Stored data:

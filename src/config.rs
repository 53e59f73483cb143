use anyhow::{Context, Result};
use serde::Deserialize;
use std::path::{Path, PathBuf};

#[derive(Debug, Deserialize, Clone)]
pub struct Config {
    pub store: StoreConfig,
    #[serde(default)]
    pub collections: CollectionsConfig,
    #[serde(default)]
    pub retrieval: RetrievalConfig,
    #[serde(default)]
    pub embedding: EmbeddingSpaces,
    #[serde(default)]
    pub ingest: IngestConfig,
    pub server: ServerConfig,
}

/// Which backend holds the vector collections.
///
/// An explicit value passed at construction rather than an ambient
/// environment lookup, so tests can build a store without process-wide state.
#[derive(Debug, Deserialize, Clone, Copy, PartialEq, Eq)]
#[serde(rename_all = "lowercase")]
pub enum StoreMode {
    Local,
    Cloud,
}

#[derive(Debug, Deserialize, Clone)]
pub struct StoreConfig {
    #[serde(default = "default_store_mode")]
    pub mode: StoreMode,
    #[serde(default = "default_local_path")]
    pub local_path: PathBuf,
    /// Cloud API key; falls back to the CHROMA_API_KEY environment variable.
    #[serde(default)]
    pub api_key: Option<String>,
    #[serde(default)]
    pub database: Option<String>,
    #[serde(default = "default_tenant")]
    pub tenant: String,
    #[serde(default = "default_cloud_url")]
    pub url: String,
    #[serde(default = "default_timeout_secs")]
    pub timeout_secs: u64,
    #[serde(default = "default_max_retries")]
    pub max_retries: u32,
}

fn default_store_mode() -> StoreMode {
    StoreMode::Local
}
fn default_local_path() -> PathBuf {
    PathBuf::from("data/vectors/mindfield.sqlite")
}
fn default_tenant() -> String {
    "default_tenant".to_string()
}
fn default_cloud_url() -> String {
    "https://api.trychroma.com".to_string()
}

#[derive(Debug, Deserialize, Clone)]
pub struct CollectionsConfig {
    #[serde(default = "default_orientation_collection")]
    pub orientation: String,
    #[serde(default = "default_texture_collection")]
    pub texture: String,
}

impl Default for CollectionsConfig {
    fn default() -> Self {
        Self {
            orientation: default_orientation_collection(),
            texture: default_texture_collection(),
        }
    }
}

fn default_orientation_collection() -> String {
    "mindfield_compasses_large_v2".to_string()
}
fn default_texture_collection() -> String {
    "mindfield_fragments_v2".to_string()
}

#[derive(Debug, Deserialize, Clone)]
pub struct RetrievalConfig {
    /// Nearest neighbors requested from each collection per query.
    #[serde(default = "default_top_k")]
    pub top_k: usize,
}

impl Default for RetrievalConfig {
    fn default() -> Self {
        Self {
            top_k: default_top_k(),
        }
    }
}

fn default_top_k() -> usize {
    5
}

/// One embedding configuration per hemisphere. The two spaces have
/// different models and dimensionalities and are never interchangeable.
#[derive(Debug, Deserialize, Clone)]
pub struct EmbeddingSpaces {
    #[serde(default = "default_texture_embedding")]
    pub texture: EmbeddingConfig,
    #[serde(default = "default_orientation_embedding")]
    pub orientation: EmbeddingConfig,
}

impl Default for EmbeddingSpaces {
    fn default() -> Self {
        Self {
            texture: default_texture_embedding(),
            orientation: default_orientation_embedding(),
        }
    }
}

fn default_texture_embedding() -> EmbeddingConfig {
    EmbeddingConfig {
        provider: "local".to_string(),
        model: Some("bge-large-en-v1.5".to_string()),
        dims: Some(1024),
        batch_size: default_batch_size(),
        max_retries: default_max_retries(),
        timeout_secs: default_timeout_secs(),
    }
}

fn default_orientation_embedding() -> EmbeddingConfig {
    EmbeddingConfig {
        provider: "openai".to_string(),
        model: Some("text-embedding-3-large".to_string()),
        dims: Some(3072),
        batch_size: default_batch_size(),
        max_retries: default_max_retries(),
        timeout_secs: default_timeout_secs(),
    }
}

#[derive(Debug, Deserialize, Clone)]
pub struct EmbeddingConfig {
    pub provider: String,
    #[serde(default)]
    pub model: Option<String>,
    #[serde(default)]
    pub dims: Option<usize>,
    #[serde(default = "default_batch_size")]
    pub batch_size: usize,
    #[serde(default = "default_max_retries")]
    pub max_retries: u32,
    #[serde(default = "default_timeout_secs")]
    pub timeout_secs: u64,
}

fn default_batch_size() -> usize {
    64
}
fn default_max_retries() -> u32 {
    5
}
fn default_timeout_secs() -> u64 {
    30
}

#[derive(Debug, Deserialize, Clone)]
pub struct IngestConfig {
    #[serde(default = "default_raw_dir")]
    pub raw_dir: PathBuf,
    #[serde(default = "default_geometry_dir")]
    pub geometry_dir: PathBuf,
    #[serde(default = "default_fragments_out")]
    pub fragments_out: PathBuf,
    #[serde(default = "default_compasses_out")]
    pub compasses_out: PathBuf,
    #[serde(default = "default_include_globs")]
    pub include_globs: Vec<String>,
}

impl Default for IngestConfig {
    fn default() -> Self {
        Self {
            raw_dir: default_raw_dir(),
            geometry_dir: default_geometry_dir(),
            fragments_out: default_fragments_out(),
            compasses_out: default_compasses_out(),
            include_globs: default_include_globs(),
        }
    }
}

fn default_raw_dir() -> PathBuf {
    PathBuf::from("data/raw_md")
}
fn default_geometry_dir() -> PathBuf {
    PathBuf::from("data/raw_geometry_json")
}
fn default_fragments_out() -> PathBuf {
    PathBuf::from("data/processed/archive.jsonl")
}
fn default_compasses_out() -> PathBuf {
    PathBuf::from("data/processed/abstracts.jsonl")
}
fn default_include_globs() -> Vec<String> {
    vec!["**/*.md".to_string()]
}

#[derive(Debug, Deserialize, Clone)]
pub struct ServerConfig {
    pub bind: String,
}

pub fn load_config(path: &Path) -> Result<Config> {
    let content = std::fs::read_to_string(path)
        .with_context(|| format!("Failed to read config file: {}", path.display()))?;

    let config: Config = toml::from_str(&content).with_context(|| "Failed to parse config file")?;
    validate(&config)?;
    Ok(config)
}

fn validate(config: &Config) -> Result<()> {
    if config.retrieval.top_k < 1 {
        anyhow::bail!("retrieval.top_k must be >= 1");
    }

    if config.store.mode == StoreMode::Cloud && config.store.database.is_none() {
        anyhow::bail!("store.database must be set when store.mode is 'cloud'");
    }

    for (space, embedding) in [
        ("texture", &config.embedding.texture),
        ("orientation", &config.embedding.orientation),
    ] {
        match embedding.provider.as_str() {
            "openai" | "local" => {}
            other => anyhow::bail!(
                "Unknown embedding provider for {}: '{}'. Must be openai or local.",
                space,
                other
            ),
        }
        if embedding.model.is_none() {
            anyhow::bail!("embedding.{}.model must be specified", space);
        }
        if embedding.dims.is_none() || embedding.dims == Some(0) {
            anyhow::bail!("embedding.{}.dims must be > 0", space);
        }
        if embedding.batch_size == 0 {
            anyhow::bail!("embedding.{}.batch_size must be > 0", space);
        }
    }

    Ok(())
}
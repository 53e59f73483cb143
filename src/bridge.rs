//! Dual-hemisphere query bridge.
//!
//! Embeds one query string under both embedding spaces, searches each
//! collection in its native space, and merges the two ranked lists into a
//! single response. No cross-space rank fusion: the orientation and texture
//! lists stay independent, each ranked by its own collection's metric.

use anyhow::{bail, Result};

use crate::config::Config;
use crate::embedding::{self, Embedder};
use crate::models::{BridgeResponse, OrientationHit, TextureHit};
use crate::store::{self, OrientationCollection, QueryHit, TextureCollection};

pub struct Bridge {
    orientation: OrientationCollection,
    orientation_embedder: Box<dyn Embedder>,
    texture: TextureCollection,
    texture_embedder: Box<dyn Embedder>,
    top_k: usize,
}

impl Bridge {
    /// Assemble a bridge from explicit parts. Tests inject fake embedders
    /// and throwaway collections here.
    pub fn new(
        orientation: OrientationCollection,
        orientation_embedder: Box<dyn Embedder>,
        texture: TextureCollection,
        texture_embedder: Box<dyn Embedder>,
        top_k: usize,
    ) -> Self {
        Self {
            orientation,
            orientation_embedder,
            texture,
            texture_embedder,
            top_k,
        }
    }

    /// Open a bridge from configuration.
    ///
    /// Fails fast with a descriptive error if either backing collection is
    /// missing or an embedding provider cannot be constructed.
    pub async fn open(config: &Config) -> Result<Self> {
        let store = store::open_store(config).await?;
        let orientation =
            OrientationCollection::open(store.clone(), &config.collections.orientation).await?;
        let texture = TextureCollection::open(store, &config.collections.texture).await?;

        Ok(Self::new(
            orientation,
            embedding::create_embedder(&config.embedding.orientation)?,
            texture,
            embedding::create_embedder(&config.embedding.texture)?,
            config.retrieval.top_k,
        ))
    }

    /// Run one dual-space query.
    ///
    /// A blank query is rejected before any embedding call is made. The two
    /// hemispheres are queried independently; nothing is shared between
    /// them except the final merge.
    pub async fn query(&self, query_text: &str) -> Result<BridgeResponse> {
        let query_text = query_text.trim();
        if query_text.is_empty() {
            bail!("empty query");
        }

        let orientation_vec =
            embedding::embed_query(self.orientation_embedder.as_ref(), query_text).await?;
        let orientation_hits = self.orientation.query(&orientation_vec, self.top_k).await?;

        let texture_vec =
            embedding::embed_query(self.texture_embedder.as_ref(), query_text).await?;
        let texture_hits = self.texture.query(&texture_vec, self.top_k).await?;

        Ok(BridgeResponse {
            query: query_text.to_string(),
            orientation: orientation_hits.iter().map(map_orientation_hit).collect(),
            texture: texture_hits.iter().map(map_texture_hit).collect(),
        })
    }
}

fn meta_str(hit: &QueryHit, key: &str) -> String {
    hit.metadata
        .get(key)
        .and_then(|value| value.as_str())
        .unwrap_or_default()
        .to_string()
}

fn map_orientation_hit(hit: &QueryHit) -> OrientationHit {
    OrientationHit {
        codex_id: meta_str(hit, "codex_id"),
        node_label: meta_str(hit, "node_label"),
        field_label: meta_str(hit, "field_label"),
        geometry_pair: meta_str(hit, "geometry_pair"),
        source: meta_str(hit, "source"),
    }
}

fn map_texture_hit(hit: &QueryHit) -> TextureHit {
    TextureHit {
        codex_id: meta_str(hit, "codex_id"),
        title: meta_str(hit, "title"),
        segment: hit
            .metadata
            .get("segment")
            .and_then(|value| value.as_i64())
            .unwrap_or(0),
        // Stored text only, never regenerated; absence becomes an explicit
        // empty marker rather than failing the query.
        document: hit.document.clone().unwrap_or_default(),
    }
}
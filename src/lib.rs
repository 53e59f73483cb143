//! # MindField
//!
//! A dual-hemisphere document ingestion and semantic retrieval bridge.
//!
//! MindField converts annotated source documents into paragraph-level
//! fragment records, synthesizes compass summaries from paired geometric
//! metadata, embeds each record family in its own vector space, and answers
//! queries by searching both spaces and merging the ranked results.
//!
//! ## Architecture
//!
//! ```text
//! ┌──────────────┐   ┌──────────────┐   ┌───────────────────┐
//! │ raw markdown │──▶│  Segmenter   │──▶│ texture collection │
//! │              │   │ local embed  │   │  (local space)     │
//! └──────────────┘   └──────────────┘   └─────────┬─────────┘
//! ┌──────────────┐   ┌──────────────┐   ┌─────────┴─────────┐
//! │ geometry json│──▶│ Synthesizer  │──▶│ orientation coll.  │
//! │              │   │ cloud embed  │   │  (cloud space)     │
//! └──────────────┘   └──────────────┘   └─────────┬─────────┘
//!                                                 │
//!                                   ┌─────────────┴──────────┐
//!                                   ▼                        ▼
//!                              ┌──────────┐            ┌──────────┐
//!                              │   CLI    │            │   HTTP   │
//!                              │   (mf)   │            │ /query   │
//!                              └──────────┘            └──────────┘
//! ```
//!
//! The two embedding spaces are never compared or mixed: each hemisphere
//! embeds the query with its own model and searches its own collection.
//!
//! ## Quick Start
//!
//! ```bash
//! mf init                     # create the local vector store
//! mf ingest fragments         # raw markdown -> fragments JSONL
//! mf ingest compasses         # geometry JSON -> compasses JSONL
//! mf index texture            # embed fragments into the texture collection
//! mf index orientation        # embed compasses into the orientation collection
//! mf query "threshold states" # run the bridge once
//! mf serve                    # start the HTTP bridge server
//! ```
//!
//! ## Modules
//!
//! | Module | Purpose |
//! |--------|---------|
//! | [`config`] | TOML configuration parsing |
//! | [`models`] | Fragment, compass, and bridge response types |
//! | [`segment`] | Markdown cleaning and paragraph segmentation |
//! | [`compass`] | Node/field pairing synthesis |
//! | [`ingest`] | Directory scan and JSONL record writers |
//! | [`embedding`] | Embedding provider abstraction |
//! | [`store`] | Vector collection storage (local SQLite or cloud) |
//! | [`index_cmd`] | Batch embed-and-upsert for both hemispheres |
//! | [`bridge`] | Dual-space query bridge |
//! | [`present`] | Bridge response formatting |
//! | [`server`] | HTTP query server |
//! | [`db`] | SQLite connection |
//! | [`migrate`] | Local store schema migrations |

pub mod bridge;
pub mod compass;
pub mod config;
pub mod db;
pub mod embedding;
pub mod index_cmd;
pub mod ingest;
pub mod migrate;
pub mod models;
pub mod present;
pub mod segment;
pub mod server;
pub mod store;
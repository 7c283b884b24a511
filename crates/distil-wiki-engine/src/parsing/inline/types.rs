use serde::Serialize;

use super::kinds::wiki_key;

/// A parsed inline span.
///
/// Spans never nest: every formatted variant carries its literal content.
#[derive(Debug, Clone, PartialEq, Eq, Serialize)]
pub enum Span {
    /// Plain text outside any construct.
    Text(String),
    Bold(String),
    Italic(String),
    Highlight(String),
    /// Monospace text between backticks.
    Code(String),
    /// A `[Page Name]` link, holding the label as written.
    WikiLink(String),
    /// A `[cite:key]` link, holding the cite key verbatim.
    CiteLink(String),
    /// A bare `http://` or `https://` URL.
    Url(String),
}

impl Span {
    /// The resolver lookup key of a link span; `None` for non-link spans.
    pub fn link_key(&self) -> Option<String> {
        match self {
            Span::WikiLink(label) => Some(wiki_key(label)),
            Span::CiteLink(key) => Some(key.clone()),
            _ => None,
        }
    }
}

/// The inline content of one block.
pub type InlineSequence = Vec<Span>;
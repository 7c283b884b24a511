use distil_wiki_engine::{
    RenderOptions,
    render::{DEFAULT_BIB_URL_PREFIX, DEFAULT_WIKI_URL_PREFIX},
};
use serde::{Deserialize, Serialize};
use std::path::{Path, PathBuf};
use thiserror::Error;

#[derive(Debug, Error)]
pub enum ConfigError {
    #[error("Failed to read config file at {config_path}: {source}")]
    ConfigReadError {
        config_path: PathBuf,
        source: std::io::Error,
    },

    #[error("Failed to parse config file at {config_path}: {source}")]
    ConfigParseError {
        config_path: PathBuf,
        source: toml::de::Error,
    },
}

/// Host configuration: where the library lives and how notes are rendered.
#[derive(Debug, Clone, PartialEq, Eq, Serialize, Deserialize)]
pub struct Config {
    /// Root of the Distil library (holds `wiki/` and `bibs/`).
    pub library_path: PathBuf,
    #[serde(default = "default_wiki_url_prefix")]
    pub wiki_url_prefix: String,
    #[serde(default = "default_bib_url_prefix")]
    pub bib_url_prefix: String,
    #[serde(default)]
    pub heading_offset: u8,
    #[serde(default)]
    pub typography: bool,
}

fn default_wiki_url_prefix() -> String {
    DEFAULT_WIKI_URL_PREFIX.to_string()
}

fn default_bib_url_prefix() -> String {
    DEFAULT_BIB_URL_PREFIX.to_string()
}

impl Config {
    /// A config for `library_path` with every other setting at its default.
    pub fn new(library_path: impl Into<PathBuf>) -> Self {
        Self {
            library_path: library_path.into(),
            wiki_url_prefix: default_wiki_url_prefix(),
            bib_url_prefix: default_bib_url_prefix(),
            heading_offset: 0,
            typography: false,
        }
    }

    pub fn load_from_path<P: AsRef<Path>>(config_path: P) -> Result<Option<Self>, ConfigError> {
        let config_path = config_path.as_ref();
        if !config_path.exists() {
            return Ok(None);
        }

        let content = std::fs::read_to_string(config_path).map_err(|source| {
            ConfigError::ConfigReadError {
                config_path: config_path.to_path_buf(),
                source,
            }
        })?;

        let mut config: Config =
            toml::from_str(&content).map_err(|source| ConfigError::ConfigParseError {
                config_path: config_path.to_path_buf(),
                source,
            })?;

        // Expand shell variables and tilde in the library path
        config.library_path =
            Self::expand_path(&config.library_path).unwrap_or(config.library_path);

        Ok(Some(config))
    }

    pub fn load() -> Result<Option<Self>, ConfigError> {
        let config_path = Self::config_path();
        Self::load_from_path(&config_path)
    }

    pub fn save_to_path<P: AsRef<Path>>(&self, config_path: P) -> anyhow::Result<()> {
        let config_path = config_path.as_ref();
        if let Some(parent) = config_path.parent() {
            std::fs::create_dir_all(parent)?;
        }
        let content = toml::to_string_pretty(self)?;
        std::fs::write(config_path, content)?;
        Ok(())
    }

    pub fn save(&self) -> anyhow::Result<()> {
        let config_path = Self::config_path();
        self.save_to_path(&config_path)
    }

    pub fn config_path() -> PathBuf {
        let config_dir = shellexpand::tilde("~/.config/distil-wiki");
        PathBuf::from(config_dir.as_ref()).join("config.toml")
    }

    pub fn render_options(&self) -> RenderOptions {
        RenderOptions {
            heading_offset: self.heading_offset,
            typography: self.typography,
            wiki_url_prefix: self.wiki_url_prefix.clone(),
            bib_url_prefix: self.bib_url_prefix.clone(),
        }
    }

    fn expand_path(path: &Path) -> Option<PathBuf> {
        let path_str = path.to_string_lossy();
        shellexpand::full(&path_str)
            .ok()
            .map(|expanded| PathBuf::from(expanded.as_ref()))
    }
}
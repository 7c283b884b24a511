//! Topic tag normalization and display grouping.

use std::collections::BTreeSet;
use std::fmt;

use serde::Serialize;

/// Punctuation that survives normalization; everything else non-alphanumeric
/// is stripped.
pub const ALLOWED_PUNCTUATION: [char; 4] = ['-', '_', '.', ':'];

/// Number of columns tags are split into for display.
pub const DISPLAY_COLUMNS: usize = 4;

const NAMESPACE_SEPARATOR: char = ':';

/// A normalized topic tag. Only constructed through [`normalize_tag`].
#[derive(Debug, Clone, PartialEq, Eq, PartialOrd, Ord, Hash, Serialize)]
#[serde(transparent)]
pub struct Tag(String);

impl Tag {
    pub fn as_str(&self) -> &str {
        &self.0
    }
}

impl fmt::Display for Tag {
    fn fmt(&self, f: &mut fmt::Formatter<'_>) -> fmt::Result {
        f.pad(&self.0)
    }
}

/// Lower-cases `raw` and strips disallowed characters. Only the first colon is
/// kept. Returns `None` when nothing is left.
pub fn normalize_tag(raw: &str) -> Option<Tag> {
    let mut seen_separator = false;
    let normalized: String = raw
        .to_lowercase()
        .chars()
        .filter(|&c| {
            if c == NAMESPACE_SEPARATOR {
                !std::mem::replace(&mut seen_separator, true)
            } else {
                c.is_alphanumeric() || ALLOWED_PUNCTUATION.contains(&c)
            }
        })
        .collect();

    (!normalized.is_empty()).then_some(Tag(normalized))
}

/// Splits free-form tag input at whitespace and commas.
pub fn split_tag_input(input: &str) -> impl Iterator<Item = &str> {
    input
        .split(|c: char| c == ',' || c.is_whitespace())
        .filter(|part| !part.is_empty())
}

/// A deduplicated, sorted set of tags.
#[derive(Debug, Clone, Default, PartialEq, Eq, Serialize)]
pub struct TagSet(BTreeSet<Tag>);

impl TagSet {
    pub fn new() -> Self {
        Self::default()
    }

    /// Normalizes and inserts `raw`. Returns `false` if it normalized to
    /// nothing or was already present.
    pub fn insert(&mut self, raw: &str) -> bool {
        match normalize_tag(raw) {
            Some(tag) => self.0.insert(tag),
            None => false,
        }
    }

    /// Inserts every tag found in free-form input.
    pub fn extend_from_input(&mut self, input: &str) {
        for raw in split_tag_input(input) {
            self.insert(raw);
        }
    }

    pub fn iter(&self) -> impl Iterator<Item = &Tag> {
        self.0.iter()
    }

    pub fn len(&self) -> usize {
        self.0.len()
    }

    pub fn is_empty(&self) -> bool {
        self.0.is_empty()
    }

    pub fn contains(&self, raw: &str) -> bool {
        normalize_tag(raw).is_some_and(|tag| self.0.contains(&tag))
    }

    /// Splits the sorted tags into at most `n` columns of `⌈len/n⌉` tags each.
    /// The last column may be shorter; an empty set has no columns.
    pub fn columns(&self, n: usize) -> Vec<Vec<&Tag>> {
        let tags: Vec<&Tag> = self.0.iter().collect();
        if tags.is_empty() {
            return vec![];
        }
        let per_column = tags.len().div_ceil(n.max(1));
        tags.chunks(per_column).map(<[&Tag]>::to_vec).collect()
    }
}

impl<'a> Extend<&'a str> for TagSet {
    fn extend<I: IntoIterator<Item = &'a str>>(&mut self, iter: I) {
        for raw in iter {
            self.insert(raw);
        }
    }
}

impl<'a> FromIterator<&'a str> for TagSet {
    fn from_iter<I: IntoIterator<Item = &'a str>>(iter: I) -> Self {
        let mut set = Self::new();
        set.extend(iter);
        set
    }
}
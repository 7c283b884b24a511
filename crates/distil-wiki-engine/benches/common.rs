// Benchmark helper functions - Rust's dead code analysis doesn't understand
// that these are used by benchmark files in the same directory
// See: https://users.rust-lang.org/t/cargo-rustc-benches-awarnings/110111/2
#[allow(dead_code)]
pub fn generate_wiki_content(size: usize) -> String {
    let base = "= Title =\n\n== Section ==\n\nParagraph with **some** content and a [Wiki Page] plus [cite:Knuth1984].\nA second line with //emphasis// and http://example.org/path.\n\n* Bullet point\n  * Nested item\n  1. Numbered child\n* Another item\n\n{{{\nfn example() {\n    println!(\"Hello\");\n}\n}}}\n\n";
    base.repeat(size)
}

#[allow(dead_code)]
pub fn generate_deep_list(depth: usize) -> String {
    (0..depth)
        .map(|level| format!("{}* item at level {level}\n", "  ".repeat(level)))
        .collect()
}
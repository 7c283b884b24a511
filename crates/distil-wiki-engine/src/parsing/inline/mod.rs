//! # Inline Parsing
//!
//! Cursor-based, single-pass inline parsing of wiki text.
//!
//! ## Architecture
//!
//! Inline parsing is separate from block parsing and runs over the text of
//! each heading, paragraph and list item. Every construct must open and close
//! on one physical line, and constructs never nest: once a span opens, only
//! its own closer is looked for.
//!
//! ## Modules
//!
//! - **`types`**: `Span` enum and the `InlineSequence` alias
//! - **`kinds`**: delimiter constants per construct, plus `wiki_key`
//! - **`cursor`**: `Cursor` for scanning with an explicit position
//! - **`parser`**: `parse_inline()` entry point with `try_parse_*` helpers
//!
//! ## Precedence
//!
//! At `[`, a `[cite:...]` link is tried before a plain wiki-link. An opener
//! without a closer on the same line is kept as literal text.

pub mod cursor;
pub mod kinds;
pub mod parser;
pub mod types;

pub use kinds::wiki_key;
pub use parser::parse_inline;
pub use types::{InlineSequence, Span};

● **REQUIREMENT**
Count the lines of the records that include the word "CiteLink". Give the number by itself.

● **RESULT FOR THIS TASK**
2